Do you remember your first time? Maybe it was a tie-dye party. Maybe you’ve seen marker pigments spread on a paper towel soaked in liquid. Was it a few crawling stains on a plate in organic chemistry class? Perhaps it was about pressing the plunger of a syringe and seeing what was once invisible transform into beautiful Gaussian art flowing through a chart recorder or computer screen. At any time, if you’re reading this journal, you’ve most likely applied chromatography and remember the first separation that sparked your love for the field. That magical moment you felt was more than a growing poetic memory. In fact, that was probably the time when you were most apt to learn chromatography… or… apt to learn anything!

Be a beginner

I recently read a wonderful book called “Beginners: The Joy and Transformative Power of Lifelong Learning” by Tom Vanderbilt (2021 Penguin Random House). At first glance, this has absolutely nothing to do with chromatography. The author pursued what some might consider a self-indulgent experience in learning a variety of new skills as a middle-aged adult. How on earth does a book about a journalist trying to learn to surf, play chess, juggle, and a few other adventures have anything to do with becoming a better separation scientist? Interestingly, throughout his journey, the author made frequent stops with top researchers in the field of learning to understand what changed in him as each skill was attempted. What was most fascinating was that regardless of the task, the pattern was similar and confirmed by science. We learn best when we tackle something new. Additionally, if we can revert to childlike innocence, our ability to acquire skill (not to be confused with mastery) is quickly accelerated. Our steepest learning curves come when we stray from skills that we dismiss as already acquired. For example, learning to sing at a level for public performance or drawing beyond doodles is so hampered by already ingrained mindsets that advancing those skills is more difficult than learning something entirely new. Consider how much harder it is to learn a second language as an adult, when your brain has already learned to converse, versus like a child who has never had to schematize a sentence in English.

learn to fall

During his trip, Vanderbilt visited the Infant Action Center at New York University’s Center for Neural Science. When learning to learn, it makes sense to watch babies as they grasp the basics. As every parent knows, babies learning to walk tend to fall. A lot. During months. In fact, those who fall more frequently tend to eventually overcome walking. faster than those who hesitate to test gravity. They also get faster vertical mobility by trying many variations, random walk if you will, many of which attempts don’t work. It is the process, however, that leads to ultimate success. Babies are lucky because they have inherent advantages in these falls, with built-in padding and flexible bones. Adults are more rigid – both physically and mentally. As we age, we tend to become more defensive and protective of our bodies. We know we are more brittle, as a lifetime of experiential cuts and bruises (possibly hospital trips) will testify. We also more carefully guard our perception of ourselves. “I can’t use this new Supercritical Fluid Chromatography (SFC) instrument because it’s different software, there are parameters I don’t understand and I’ll look stupid to my colleagues .” Yet this example, assuming you know of another area of ​​separations, is a perfect opportunity, as it is probably in the zone of proximal development. It’s an optimal learning space between what you can do without help and what you can do with a little help. It may seem impossible at first, but it’s closer than you think.

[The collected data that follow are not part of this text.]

//! AVX-512 reductions: 16 x i32 and 64 x u8 per step.
//!
//! Safety
//! - Функции ниже компилируются с `avx512f` (и `avx512bw` для сравнения байт)
//!   и вызываются только через [`Avx512`], который создаётся лишь после
//!   успешной runtime-детекции обоих расширений.
//! - Загрузки невыровненные и читают только полные окна `chunks_exact`.

use std::arch::x86_64::*;

use super::{scalar, Reduction};

const I32_WIDTH: usize = 16;
const BYTE_WIDTH: usize = 64;

/// Proof that the running CPU supports AVX-512F and AVX-512BW.
#[derive(Debug, Clone, Copy)]
pub struct Avx512 {
    _detected: (),
}

impl Avx512 {
    pub fn detect() -> Option<Self> {
        if is_x86_feature_detected!("avx512f") && is_x86_feature_detected!("avx512bw") {
            Some(Self { _detected: () })
        } else {
            None
        }
    }
}

impl Reduction for Avx512 {
    fn label(&self) -> &'static str {
        "avx512"
    }

    fn minimum(&self, region: &[i32]) -> i32 {
        // SAFETY: `self` exists only when AVX-512F/BW were detected.
        unsafe { minimum_avx512(region) }
    }

    fn maximum(&self, region: &[i32]) -> i32 {
        // SAFETY: see `minimum`.
        unsafe { maximum_avx512(region) }
    }

    fn sum(&self, region: &[i32]) -> i64 {
        // SAFETY: see `minimum`.
        unsafe { sum_avx512(region) }
    }

    fn count(&self, region: &[i32], item: i32) -> usize {
        // SAFETY: see `minimum`.
        unsafe { count_avx512(region, item) }
    }

    fn compare(&self, left: &[u8], right: &[u8]) -> bool {
        debug_assert_eq!(left.len(), right.len());
        // SAFETY: see `minimum`.
        unsafe { compare_avx512(left, right) }
    }
}

#[target_feature(enable = "avx512f")]
/// # Safety
/// Требуется AVX-512F.
unsafe fn minimum_avx512(region: &[i32]) -> i32 {
    let mut chunks = region.chunks_exact(I32_WIDTH);
    let mut acc = _mm512_set1_epi32(i32::MAX);
    for chunk in &mut chunks {
        acc = _mm512_min_epi32(acc, _mm512_loadu_epi32(chunk.as_ptr()));
    }
    chunks
        .remainder()
        .iter()
        .copied()
        .fold(_mm512_reduce_min_epi32(acc), i32::min)
}

#[target_feature(enable = "avx512f")]
/// # Safety
/// Требуется AVX-512F.
unsafe fn maximum_avx512(region: &[i32]) -> i32 {
    let mut chunks = region.chunks_exact(I32_WIDTH);
    let mut acc = _mm512_set1_epi32(i32::MIN);
    for chunk in &mut chunks {
        acc = _mm512_max_epi32(acc, _mm512_loadu_epi32(chunk.as_ptr()));
    }
    chunks
        .remainder()
        .iter()
        .copied()
        .fold(_mm512_reduce_max_epi32(acc), i32::max)
}

#[target_feature(enable = "avx512f")]
/// # Safety
/// Требуется AVX-512F.
unsafe fn sum_avx512(region: &[i32]) -> i64 {
    let mut chunks = region.chunks_exact(I32_WIDTH);
    // Каждая половина i32x16 расширяется со знаком в i64x8.
    let mut acc_lo = _mm512_setzero_si512();
    let mut acc_hi = _mm512_setzero_si512();
    for chunk in &mut chunks {
        let v = _mm512_loadu_epi32(chunk.as_ptr());
        let lo = _mm512_cvtepi32_epi64(_mm512_castsi512_si256(v));
        let hi = _mm512_cvtepi32_epi64(_mm512_extracti64x4_epi64::<1>(v));
        acc_lo = _mm512_add_epi64(acc_lo, lo);
        acc_hi = _mm512_add_epi64(acc_hi, hi);
    }
    _mm512_reduce_add_epi64(_mm512_add_epi64(acc_lo, acc_hi)) + scalar::sum(chunks.remainder())
}

#[target_feature(enable = "avx512f")]
/// # Safety
/// Требуется AVX-512F.
unsafe fn count_avx512(region: &[i32], item: i32) -> usize {
    let needle = _mm512_set1_epi32(item);
    let mut chunks = region.chunks_exact(I32_WIDTH);
    let mut total = 0usize;
    for chunk in &mut chunks {
        let mask = _mm512_cmpeq_epi32_mask(_mm512_loadu_epi32(chunk.as_ptr()), needle);
        total += mask.count_ones() as usize;
    }
    total + scalar::count(chunks.remainder(), item)
}

#[target_feature(enable = "avx512f,avx512bw")]
/// # Safety
/// Требуется AVX-512F и AVX-512BW. `left` и `right` одной длины.
unsafe fn compare_avx512(left: &[u8], right: &[u8]) -> bool {
    let mut left_chunks = left.chunks_exact(BYTE_WIDTH);
    let mut right_chunks = right.chunks_exact(BYTE_WIDTH);
    for (a, b) in (&mut left_chunks).zip(&mut right_chunks) {
        let va = _mm512_loadu_epi8(a.as_ptr() as *const i8);
        let vb = _mm512_loadu_epi8(b.as_ptr() as *const i8);
        if _mm512_cmpeq_epi8_mask(va, vb) != u64::MAX {
            return false;
        }
    }
    scalar::compare(left_chunks.remainder(), right_chunks.remainder())
}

Variable learning for victory

Ideally, we would all have the time, money, and support to take in-depth courses with personalized coaching on the skill we want to advance. In the real world, there are likely low-resource opportunities in our daily lives to advance our separation skills. When trying to elevate something that has become routine, the key to advancement is variable learning. A runner who takes the same path at the same pace will quickly plateau in their training. If they add sprint intervals or hill climbs or anything new, they will make more progress. A chromatograph who runs the same gradient on that 5 µm C18 column every day could also benefit from a change. If your environment disapproves of such deviations, other avenues exist. If you are a scientist with a passion for Gas Chromatography (GC), take a chance and read this article a few pages down on Liquid Chromatography (LC) (and vice versa for people in the liquid phase). Curious to know what’s going on in that mass spectrometer at the exit of your column? Jump on and browse the available content (there are tons of them for free). Lucky enough to attend a conference (hope we’ll see many of you at Pittcon 2023 for the ACS SCSC Annual Meeting!)? Try attending a session outside of your comfort zone. Alternatively, take a lunch break and watch a webinar outside of your daily sphere, like at A pharmaceutical scientist may find the latest advances in forensic technology to be a breakthrough innovation in their own field. The key is not to be a robot performing the same routine. Tangents aren’t just for advanced integrations.

Treat yourself

A key lesson from the book is that the new specific skill didn’t really matter. Learning a new talent aided subsequent attempts at other new skills. Scientifically, you can read about neuroplasticity in the book. I prefer to think of it as becoming more comfortable with falling and getting back to my childhood mindset. Wander through the shelves of your local library and pick up a 101 book on whatever ignites your passion, whether it’s coding or cooking. Download a new language course and listen to it while commuting. Sign up for this community plumbing course, which will also be directly applicable to LC and GC! Go ahead and indulge in this new skill, whether it’s juggling, blacksmithing, or multi-dimensional splits. Learn to relearn!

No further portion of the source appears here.